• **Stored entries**
------------------------

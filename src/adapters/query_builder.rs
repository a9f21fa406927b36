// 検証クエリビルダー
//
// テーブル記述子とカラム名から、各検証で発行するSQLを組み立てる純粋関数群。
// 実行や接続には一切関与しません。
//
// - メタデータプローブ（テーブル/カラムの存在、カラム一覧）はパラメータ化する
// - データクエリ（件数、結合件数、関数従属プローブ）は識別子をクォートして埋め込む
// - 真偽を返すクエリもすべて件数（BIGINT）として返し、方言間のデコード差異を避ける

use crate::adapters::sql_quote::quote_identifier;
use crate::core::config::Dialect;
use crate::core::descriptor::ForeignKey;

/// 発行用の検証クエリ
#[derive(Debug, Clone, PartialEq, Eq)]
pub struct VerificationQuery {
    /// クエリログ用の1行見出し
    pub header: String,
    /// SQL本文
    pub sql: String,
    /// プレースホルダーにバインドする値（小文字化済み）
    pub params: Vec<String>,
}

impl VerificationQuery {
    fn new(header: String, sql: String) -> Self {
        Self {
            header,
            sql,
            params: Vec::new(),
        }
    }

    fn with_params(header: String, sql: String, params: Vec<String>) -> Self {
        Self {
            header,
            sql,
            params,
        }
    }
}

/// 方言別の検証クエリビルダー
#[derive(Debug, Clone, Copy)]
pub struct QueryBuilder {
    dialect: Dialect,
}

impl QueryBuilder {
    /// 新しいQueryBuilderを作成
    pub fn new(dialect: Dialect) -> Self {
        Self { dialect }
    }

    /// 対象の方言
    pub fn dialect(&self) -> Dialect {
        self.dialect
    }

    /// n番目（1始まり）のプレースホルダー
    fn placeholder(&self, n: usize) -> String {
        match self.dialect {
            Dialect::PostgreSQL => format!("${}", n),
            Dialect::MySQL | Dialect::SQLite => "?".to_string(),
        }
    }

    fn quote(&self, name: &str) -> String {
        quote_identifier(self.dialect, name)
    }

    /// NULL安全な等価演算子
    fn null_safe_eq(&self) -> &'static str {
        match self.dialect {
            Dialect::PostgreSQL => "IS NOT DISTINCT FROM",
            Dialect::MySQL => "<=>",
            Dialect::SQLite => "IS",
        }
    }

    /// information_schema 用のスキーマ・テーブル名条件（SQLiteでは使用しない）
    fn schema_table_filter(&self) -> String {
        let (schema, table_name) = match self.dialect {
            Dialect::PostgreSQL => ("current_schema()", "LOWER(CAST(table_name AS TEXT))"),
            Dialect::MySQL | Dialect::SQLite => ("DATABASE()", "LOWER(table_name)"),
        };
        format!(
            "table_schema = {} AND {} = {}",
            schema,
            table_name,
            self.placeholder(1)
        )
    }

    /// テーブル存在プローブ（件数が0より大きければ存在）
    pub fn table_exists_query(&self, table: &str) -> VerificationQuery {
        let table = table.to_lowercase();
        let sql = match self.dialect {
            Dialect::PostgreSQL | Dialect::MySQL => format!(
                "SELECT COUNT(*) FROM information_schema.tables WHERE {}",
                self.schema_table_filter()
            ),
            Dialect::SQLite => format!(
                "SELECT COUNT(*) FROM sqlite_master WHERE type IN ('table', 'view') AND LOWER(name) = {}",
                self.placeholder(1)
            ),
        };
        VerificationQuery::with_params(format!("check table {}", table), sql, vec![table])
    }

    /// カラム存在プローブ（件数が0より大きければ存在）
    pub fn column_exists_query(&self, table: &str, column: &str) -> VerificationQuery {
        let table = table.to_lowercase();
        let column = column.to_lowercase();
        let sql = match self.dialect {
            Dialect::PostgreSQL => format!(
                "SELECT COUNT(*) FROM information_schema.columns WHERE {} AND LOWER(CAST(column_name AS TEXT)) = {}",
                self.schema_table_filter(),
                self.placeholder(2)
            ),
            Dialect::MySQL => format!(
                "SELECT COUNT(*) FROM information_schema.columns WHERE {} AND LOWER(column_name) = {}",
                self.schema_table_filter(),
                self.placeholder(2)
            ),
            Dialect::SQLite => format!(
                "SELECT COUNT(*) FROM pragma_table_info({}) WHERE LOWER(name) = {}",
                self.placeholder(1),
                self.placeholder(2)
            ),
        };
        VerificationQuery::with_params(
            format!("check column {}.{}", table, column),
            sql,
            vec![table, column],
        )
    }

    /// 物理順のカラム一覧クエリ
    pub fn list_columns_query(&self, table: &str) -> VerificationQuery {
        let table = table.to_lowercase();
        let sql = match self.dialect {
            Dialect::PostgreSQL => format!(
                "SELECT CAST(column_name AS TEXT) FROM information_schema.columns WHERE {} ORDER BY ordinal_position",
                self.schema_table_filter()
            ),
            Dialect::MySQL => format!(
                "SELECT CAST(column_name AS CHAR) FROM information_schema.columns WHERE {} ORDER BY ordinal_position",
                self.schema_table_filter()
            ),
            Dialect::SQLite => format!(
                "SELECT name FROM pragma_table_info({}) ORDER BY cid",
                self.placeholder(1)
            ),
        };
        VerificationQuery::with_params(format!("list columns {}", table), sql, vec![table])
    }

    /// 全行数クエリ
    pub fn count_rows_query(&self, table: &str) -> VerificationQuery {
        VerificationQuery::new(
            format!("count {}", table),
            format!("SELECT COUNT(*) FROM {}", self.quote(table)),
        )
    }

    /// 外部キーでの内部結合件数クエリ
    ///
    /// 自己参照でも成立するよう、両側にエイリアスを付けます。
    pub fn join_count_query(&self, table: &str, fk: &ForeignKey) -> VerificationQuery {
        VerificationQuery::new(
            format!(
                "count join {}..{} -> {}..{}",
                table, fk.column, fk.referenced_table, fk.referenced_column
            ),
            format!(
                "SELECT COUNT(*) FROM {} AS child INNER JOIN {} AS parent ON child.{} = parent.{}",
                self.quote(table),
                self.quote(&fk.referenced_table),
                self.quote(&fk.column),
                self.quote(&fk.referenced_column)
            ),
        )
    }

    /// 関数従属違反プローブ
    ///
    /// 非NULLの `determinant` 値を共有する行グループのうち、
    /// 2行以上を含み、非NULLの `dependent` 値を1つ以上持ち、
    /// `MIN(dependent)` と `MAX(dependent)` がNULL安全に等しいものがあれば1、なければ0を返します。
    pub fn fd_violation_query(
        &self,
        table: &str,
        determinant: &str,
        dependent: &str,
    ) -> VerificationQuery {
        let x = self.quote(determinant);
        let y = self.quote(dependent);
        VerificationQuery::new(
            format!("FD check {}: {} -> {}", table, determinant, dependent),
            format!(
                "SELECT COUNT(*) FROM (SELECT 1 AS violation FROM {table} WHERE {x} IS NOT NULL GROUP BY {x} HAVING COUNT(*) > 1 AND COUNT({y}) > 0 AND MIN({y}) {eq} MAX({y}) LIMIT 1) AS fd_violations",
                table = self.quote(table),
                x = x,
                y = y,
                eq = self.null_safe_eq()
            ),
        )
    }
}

------------------------

• **Exercise prompt**
Among the records, how many lines include the string "header"? State the number and add nothing.

• **Your solution**
5